[How to complete this task]:
All records below are to be repeated precisely, with nothing added.

[Supplied entries]:

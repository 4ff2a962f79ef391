use sea_orm::entity::prelude::*;
use serde::Serialize;

#[derive(Clone, Debug, PartialEq, DeriveEntityModel, Serialize)]
#[sea_orm(table_name = "states")]
pub struct Model {
    #[sea_orm(primary_key)]
    pub id: i32,
    #[sea_orm(unique)]
    pub name: String,
}

#[derive(Copy, Clone, Debug, EnumIter, DeriveRelation)]
pub enum Relation {
    #[sea_orm(has_many = "crate::entities::city::Entity")]
    City,
    #[sea_orm(has_many = "crate::entities::address::Entity")]
    Address,
}

impl Related<crate::entities::city::Entity> for Entity {
    fn to() -> RelationDef {
        Relation::City.def()
    }
}

impl Related<crate::entities::address::Entity> for Entity {
    fn to() -> RelationDef {
        Relation::Address.def()
    }
}

impl ActiveModelBehavior for ActiveModel {}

[Task output]:
repository 4ff2a962f79ef391
use sea_orm::entity::prelude::*;
use serde::Serialize;

#[derive(Clone, Debug, PartialEq, DeriveEntityModel, Serialize)]
#[sea_orm(table_name = "states")]
pub struct Model {
    #[sea_orm(primary_key)]
    pub id: i32,
    #[sea_orm(unique)]
    pub name: String,
}

#[derive(Copy, Clone, Debug, EnumIter, DeriveRelation)]
pub enum Relation {
    #[sea_orm(has_many = "crate::entities::city::Entity")]
    City,
    #[sea_orm(has_many = "crate::entities::address::Entity")]
    Address,
}

impl Related<crate::entities::city::Entity> for Entity {
    fn to() -> RelationDef {
        Relation::City.def()
    }
}

impl Related<crate::entities::address::Entity> for Entity {
    fn to() -> RelationDef {
        Relation::Address.def()
    }
}

impl ActiveModelBehavior for ActiveModel {}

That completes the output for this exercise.